Everything from the line with "pub const NEGOTIATION_CONFIDENCE_THRESHOLD: f64" to the end of the data is to be retyped exactly, and nothing else.
(GIVEN ENTRIES Opens)
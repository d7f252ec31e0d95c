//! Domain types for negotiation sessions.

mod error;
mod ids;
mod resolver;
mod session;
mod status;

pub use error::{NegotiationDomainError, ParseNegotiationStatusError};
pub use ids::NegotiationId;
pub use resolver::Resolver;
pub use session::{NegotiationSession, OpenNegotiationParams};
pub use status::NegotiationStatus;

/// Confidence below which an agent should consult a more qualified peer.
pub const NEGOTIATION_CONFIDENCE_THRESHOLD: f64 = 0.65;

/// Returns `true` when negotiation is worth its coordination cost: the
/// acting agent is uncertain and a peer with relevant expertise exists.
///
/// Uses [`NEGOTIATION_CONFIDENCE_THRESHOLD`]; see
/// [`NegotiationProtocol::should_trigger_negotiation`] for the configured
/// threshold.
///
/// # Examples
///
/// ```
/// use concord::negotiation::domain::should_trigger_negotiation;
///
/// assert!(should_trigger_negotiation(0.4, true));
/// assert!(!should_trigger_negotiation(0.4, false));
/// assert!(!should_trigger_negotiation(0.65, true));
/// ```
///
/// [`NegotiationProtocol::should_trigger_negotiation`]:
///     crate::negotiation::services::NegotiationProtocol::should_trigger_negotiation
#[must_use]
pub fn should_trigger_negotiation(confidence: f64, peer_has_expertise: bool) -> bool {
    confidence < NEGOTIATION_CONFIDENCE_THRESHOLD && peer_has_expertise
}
(GIVEN ENTRIES Closes)
### SOLVED EXERCISE
pub const NEGOTIATION_CONFIDENCE_THRESHOLD: f64 = 0.65;

/// Returns `true` when negotiation is worth its coordination cost: the
/// acting agent is uncertain and a peer with relevant expertise exists.
///
/// Uses [`NEGOTIATION_CONFIDENCE_THRESHOLD`]; see
/// [`NegotiationProtocol::should_trigger_negotiation`] for the configured
/// threshold.
///
/// # Examples
///
/// ```
/// use concord::negotiation::domain::should_trigger_negotiation;
///
/// assert!(should_trigger_negotiation(0.4, true));
/// assert!(!should_trigger_negotiation(0.4, false));
/// assert!(!should_trigger_negotiation(0.65, true));
/// ```
///
/// [`NegotiationProtocol::should_trigger_negotiation`]:
///     crate::negotiation::services::NegotiationProtocol::should_trigger_negotiation
#[must_use]
pub fn should_trigger_negotiation(confidence: f64, peer_has_expertise: bool) -> bool {
    confidence < NEGOTIATION_CONFIDENCE_THRESHOLD && peer_has_expertise
}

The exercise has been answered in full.